PROBLEM DETAILS
From the entries below, retype only the lines from the one with "let mut files = FileList::new();" through the one with "assert!(relay.view().cancel_visible);", exactly as written.

RECORDS
//! Tool info panel switcher

use std::fmt;
use std::time::Duration;
use tokio::time::Instant;

#[derive(Debug, Clone, Copy, PartialEq, Eq)]
pub enum Panel {
    Files,
    Upload,
    Models,
    Tokens,
    Prompts,
    System,
}

impl Panel {
    pub const ALL: [Panel; 6] = [
        Panel::Files,
        Panel::Upload,
        Panel::Models,
        Panel::Tokens,
        Panel::Prompts,
        Panel::System,
    ];

    pub fn parse(name: &str) -> Option<Self> {
        match name.to_lowercase().as_str() {
            "files" => Some(Panel::Files),
            "upload" => Some(Panel::Upload),
            "models" | "model" => Some(Panel::Models),
            "tokens" => Some(Panel::Tokens),
            "prompts" | "prompt" => Some(Panel::Prompts),
            "system" => Some(Panel::System),
            _ => None,
        }
    }
}

impl fmt::Display for Panel {
    fn fmt(&self, f: &mut fmt::Formatter<'_>) -> fmt::Result {
        let name = match self {
            Panel::Files => "Files",
            Panel::Upload => "Upload",
            Panel::Models => "Models",
            Panel::Tokens => "Tokens",
            Panel::Prompts => "Prompts",
            Panel::System => "System",
        };
        write!(f, "{}", name)
    }
}

/// At most one panel is open. The tokens panel refreshes on an interval while open.
#[derive(Debug, Clone)]
pub struct PanelSwitcher {
    open: Option<Panel>,
    token_refresh: Duration,
    next_refresh: Option<Instant>,
}

impl PanelSwitcher {
    pub fn new(token_refresh: Duration) -> Self {
        Self {
            open: None,
            token_refresh,
            next_refresh: None,
        }
    }

    pub fn open(&self) -> Option<Panel> {
        self.open
    }

    pub fn is_open(&self, panel: Panel) -> bool {
        self.open == Some(panel)
    }

    /// Open `panel`, or close it when it is already open.
    /// Returns true when the panel was opened and its content should be loaded.
    pub fn toggle(&mut self, panel: Panel) -> bool {
        if self.open == Some(panel) {
            self.close();
            return false;
        }

        self.open = Some(panel);
        self.next_refresh = (panel == Panel::Tokens).then(|| Instant::now() + self.token_refresh);
        true
    }

    pub fn close(&mut self) {
        self.open = None;
        self.next_refresh = None;
    }

    /// Whether the tokens panel is due for a refresh. Re-arms the interval.
    pub fn refresh_due(&mut self, now: Instant) -> bool {
        match self.next_refresh {
            Some(at) if now >= at => {
                self.next_refresh = Some(now + self.token_refresh);
                true
            }
            _ => false,
        }
    }
}
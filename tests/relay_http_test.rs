//! Indexing relay over real HTTP
//!
//! Runs the relay against a mock backend to check what actually goes on the wire.

use mockito::{Matcher, Server};
use rag_console::api::{IndexApi, RagClient};
use rag_console::config::Config;
use rag_console::files::FileList;
use rag_console::notice::NoticeSlot;
use rag_console::relay::{IndexingRelay, JobState, Outcome, ProgressEvent};
use serde_json::json;
use std::sync::Arc;
use std::time::Duration;

fn relay_for(base_url: &str) -> (IndexingRelay, NoticeSlot) {
    let mut config = Config::default();
    config.server.base_url = base_url.to_string();
    config.server.timeout_secs = 5;

    let client: Arc<dyn IndexApi> = Arc::new(RagClient::new(&config).unwrap());
    let notices = NoticeSlot::new(Duration::from_millis(5000));
    let relay = IndexingRelay::new(client, notices.clone(), Duration::from_millis(2000));
    (relay, notices)
}

#[tokio::test]
async fn test_confirm_reply_never_sends_confirmed_true_on_its_own() {
    let mut server = Server::new_async().await;

    let unconfirmed = server
        .mock("POST", "/api/rag/reindex")
        .match_body(Matcher::Json(json!({ "confirmed": false })))
        .with_status(200)
        .with_header("content-type", "application/json")
        .with_body(r#"{"status":"confirm","message":"Reindex all 2 files? This rebuilds the whole index."}"#)
        .expect(1)
        .create_async()
        .await;

    let destructive = server
        .mock("POST", "/api/rag/reindex")
        .match_body(Matcher::Json(json!({ "confirmed": true })))
        .with_status(200)
        .with_header("content-type", "application/json")
        .with_body(r#"{"status":"success","message":"Reindexing started"}"#)
        .expect(0)
        .create_async()
        .await;

    let (mut relay, _) = relay_for(&server.url());

    let outcome = relay.request_reindex_all().await;
    assert!(matches!(outcome, Outcome::NeedsConfirmation(_)));

    relay.decline_reindex();
    assert!(relay.confirm_reindex_all().await.is_failed());

    unconfirmed.assert_async().await;
    destructive.assert_async().await;
}

#[tokio::test]
async fn test_confirmed_reindex_reaches_backend() {
    let mut server = Server::new_async().await;

    server
        .mock("POST", "/api/rag/reindex")
        .match_body(Matcher::Json(json!({ "confirmed": false })))
        .with_status(200)
        .with_header("content-type", "application/json")
        .with_body(r#"{"status":"confirm","message":"Reindex?"}"#)
        .create_async()
        .await;

    let destructive = server
        .mock("POST", "/api/rag/reindex")
        .match_body(Matcher::Json(json!({ "confirmed": true })))
        .with_status(200)
        .with_header("content-type", "application/json")
        .with_body(r#"{"status":"success","message":"Reindexing started"}"#)
        .expect(1)
        .create_async()
        .await;

    let (mut relay, notices) = relay_for(&server.url());
    relay.request_reindex_all().await;
    let outcome = relay.confirm_reindex_all().await;

    assert!(matches!(outcome, Outcome::Done(_)));
    assert_eq!(notices.current().unwrap().text, "Reindexing started");
    destructive.assert_async().await;
}

#[tokio::test]
async fn test_files_fetch_renders_markers() {
    let mut server = Server::new_async().await;
    server
        .mock("GET", "/api/rag/files")
        .with_status(200)
        .with_header("content-type", "application/json")
        .with_body(
            r#"{"status":"success","files":[{"filename":"a.pdf","is_indexed":true},{"filename":"b.pdf","is_indexed":false}]}"#,
        )
        .create_async()
        .await;

    let (relay, _) = relay_for(&server.url());
    let mut files = FileList::new();
    assert!(relay.refresh_files(&mut files).await);

    let rows = files.render();
    assert_eq!(rows.len(), 2);
    assert!(rows[0].contains("a.pdf") && rows[0].contains("✅ Indexed"));
    assert!(rows[1].contains("b.pdf") && rows[1].contains("❌ Not indexed"));
}

#[tokio::test]
async fn test_error_status_with_json_body_is_server_error() {
    let mut server = Server::new_async().await;
    server
        .mock("POST", "/api/rag/update_index")
        .with_status(500)
        .with_header("content-type", "application/json")
        .with_body(r#"{"status":"error","message":"Virhe indeksoinnissa"}"#)
        .create_async()
        .await;

    let (mut relay, notices) = relay_for(&server.url());
    relay.on_progress_event(ProgressEvent::new(0.4, "Indexing a.pdf...", true));

    assert!(relay.request_update_index().await.is_failed());
    assert!(notices
        .current()
        .unwrap()
        .text
        .contains("Virhe indeksoinnissa"));
    assert!(matches!(relay.state(), JobState::Running { .. }));
}

#[tokio::test]
async fn test_cancel_network_error_leaves_job_running() {
    // nothing listens on the discard port
    let (mut relay, notices) = relay_for("http://127.0.0.1:9");
    relay.on_progress_event(ProgressEvent::new(0.5, "Indexing a.pdf...", true));
    let before = relay.view().clone();

    assert!(relay.request_cancel().await.is_failed());

    assert_eq!(relay.view(), &before);
    assert!(relay.view().cancel_visible);
    assert!(notices.current().unwrap().text.starts_with("Cancel failed"));
}

#[tokio::test]
async fn test_non_json_error_body_reports_http_status() {
    let mut server = Server::new_async().await;
    server
        .mock("POST", "/api/rag/cancel")
        .with_status(502)
        .with_body("Bad Gateway")
        .create_async()
        .await;

    let (mut relay, notices) = relay_for(&server.url());
    relay.request_cancel().await;

    assert_eq!(
        notices.current().unwrap().text,
        "Cancel failed: HTTP 502: Bad Gateway"
    );
}
//! Token usage statistics

use serde::{Deserialize, Serialize};
use std::collections::BTreeMap;

#[derive(Debug, Clone, Default, PartialEq, Serialize, Deserialize)]
#[serde(default)]
pub struct CurrentUsage {
    pub model: String,
    pub input_tokens: u64,
    pub output_tokens: u64,
    pub cost: f64,
}

#[derive(Debug, Clone, Default, PartialEq, Serialize, Deserialize)]
#[serde(default)]
pub struct ModelUsage {
    pub tokens: u64,
    pub cost: f64,
}

#[derive(Debug, Clone, Default, PartialEq, Serialize, Deserialize)]
#[serde(default)]
pub struct TotalUsage {
    pub total_tokens: u64,
    pub total_cost: f64,
    pub models: BTreeMap<String, ModelUsage>,
}

/// Reply of `GET /api/tokens/stats`
#[derive(Debug, Clone, Default, PartialEq, Serialize, Deserialize)]
#[serde(default)]
pub struct TokenStats {
    pub current: CurrentUsage,
    pub total: TotalUsage,
}

impl TokenStats {
    /// Lines for the tokens panel; per-model rows sorted by name
    pub fn render(&self) -> Vec<String> {
        let mut lines = vec![
            format!("Model: {}", self.current.model),
            format!("Input tokens: {}", self.current.input_tokens),
            format!("Output tokens: {}", self.current.output_tokens),
            format!("Cost: ${:.6}", self.current.cost),
            String::new(),
            format!("Total tokens: {}", self.total.total_tokens),
            format!("Total cost: ${:.6}", self.total.total_cost),
        ];

        for (name, usage) in &self.total.models {
            lines.push(format!(
                "  {}: {} tokens, ${:.6}",
                name, usage.tokens, usage.cost
            ));
        }
        lines
    }
}

#[cfg(test)]
mod tests {
    use super::*;

    #[test]
    fn test_missing_fields_default() {
        let stats: TokenStats = serde_json::from_str(r#"{"current":{"model":"gpt-4o"}}"#).unwrap();
        assert_eq!(stats.current.input_tokens, 0);
        assert!(stats.total.models.is_empty());
    }

    #[test]
    fn test_render_costs_and_sorted_models() {
        let stats: TokenStats = serde_json::from_str(
            r#"{
                "current": {"model": "gpt-4o-mini", "input_tokens": 120, "output_tokens": 30, "cost": 0.000042},
                "total": {"total_tokens": 900, "total_cost": 0.0021,
                          "models": {"zeta": {"tokens": 100, "cost": 0.001}, "alpha": {"tokens": 800, "cost": 0.0011}}}
            }"#,
        )
        .unwrap();

        let lines = stats.render();
        assert!(lines.contains(&"Cost: $0.000042".to_string()));
        assert!(lines.contains(&"Total cost: $0.002100".to_string()));

        let alpha = lines.iter().position(|l| l.contains("alpha")).unwrap();
        let zeta = lines.iter().position(|l| l.contains("zeta")).unwrap();
        assert!(alpha < zeta);
        assert_eq!(lines[alpha], "  alpha: 800 tokens, $0.001100");
    }
}
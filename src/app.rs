//! Application state for rag-console

use crate::api::{FilesReply, IndexApi, RagClient, ReplyStatus, StatusReply};
use crate::config::Config;
use crate::error::Result;
use crate::files::FileList;
use crate::models::ModelSelector;
use crate::notice::NoticeSlot;
use crate::panels::{Panel, PanelSwitcher};
use crate::prompts::PromptEditor;
use crate::push::PushEvent;
use crate::relay::{IndexingRelay, JobState, Outcome};
use crate::tokens::TokenStats;
use crate::transcript::{MessageRole, Transcript};
use std::future::Future;
use std::path::Path;
use std::sync::Arc;
use std::time::Duration;
use tokio::sync::mpsc;
use tokio::time::Instant;
use tracing::{debug, info, warn};

/// Application mode
#[derive(Debug, Clone, Copy, PartialEq)]
pub enum Mode {
    /// Normal navigation mode
    Normal,
    /// Typing a chat message
    Insert,
    /// Command mode (: prefix)
    Command,
    /// Waiting for y/n on a destructive reindex
    Confirm,
}

/// Reply of a request that ran off the UI loop
#[derive(Debug)]
pub enum TaskResult {
    Reindex(Result<StatusReply>),
    ConfirmedReindex {
        prompt: String,
        result: Result<StatusReply>,
    },
    Update(Result<StatusReply>),
    Cancel(Result<StatusReply>),
    Upload {
        name: String,
        result: Result<StatusReply>,
    },
    Files(Result<FilesReply>),
}

/// Application state
pub struct App {
    client: Arc<RagClient>,
    relay: IndexingRelay,
    notices: NoticeSlot,
    transcript: Transcript,
    files: FileList,
    models: ModelSelector,
    panels: PanelSwitcher,
    prompts: PromptEditor,
    tokens: Option<TokenStats>,
    /// Answer from indexed documents instead of the bare model
    rag_mode: bool,
    mode: Mode,
    input: String,
    command: String,
    scroll_offset: usize,
    /// A chat request is in flight
    sending: bool,
    /// Push channel state
    connected: bool,
    should_quit: bool,
    task_tx: mpsc::UnboundedSender<TaskResult>,
    task_rx: mpsc::UnboundedReceiver<TaskResult>,
    /// Spawned requests whose reply has not been applied yet
    pending_tasks: usize,
}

ANSWER TO THE EXERCISE
    let mut files = FileList::new();
    assert!(relay.refresh_files(&mut files).await);

    let rows = files.render();
    assert_eq!(rows.len(), 2);
    assert!(rows[0].contains("a.pdf") && rows[0].contains("✅ Indexed"));
    assert!(rows[1].contains("b.pdf") && rows[1].contains("❌ Not indexed"));
}

#[tokio::test]
async fn test_error_status_with_json_body_is_server_error() {
    let mut server = Server::new_async().await;
    server
        .mock("POST", "/api/rag/update_index")
        .with_status(500)
        .with_header("content-type", "application/json")
        .with_body(r#"{"status":"error","message":"Virhe indeksoinnissa"}"#)
        .create_async()
        .await;

    let (mut relay, notices) = relay_for(&server.url());
    relay.on_progress_event(ProgressEvent::new(0.4, "Indexing a.pdf...", true));

    assert!(relay.request_update_index().await.is_failed());
    assert!(notices
        .current()
        .unwrap()
        .text
        .contains("Virhe indeksoinnissa"));
    assert!(matches!(relay.state(), JobState::Running { .. }));
}

#[tokio::test]
async fn test_cancel_network_error_leaves_job_running() {
    // nothing listens on the discard port
    let (mut relay, notices) = relay_for("http://127.0.0.1:9");
    relay.on_progress_event(ProgressEvent::new(0.5, "Indexing a.pdf...", true));
    let before = relay.view().clone();

    assert!(relay.request_cancel().await.is_failed());

    assert_eq!(relay.view(), &before);
    assert!(relay.view().cancel_visible);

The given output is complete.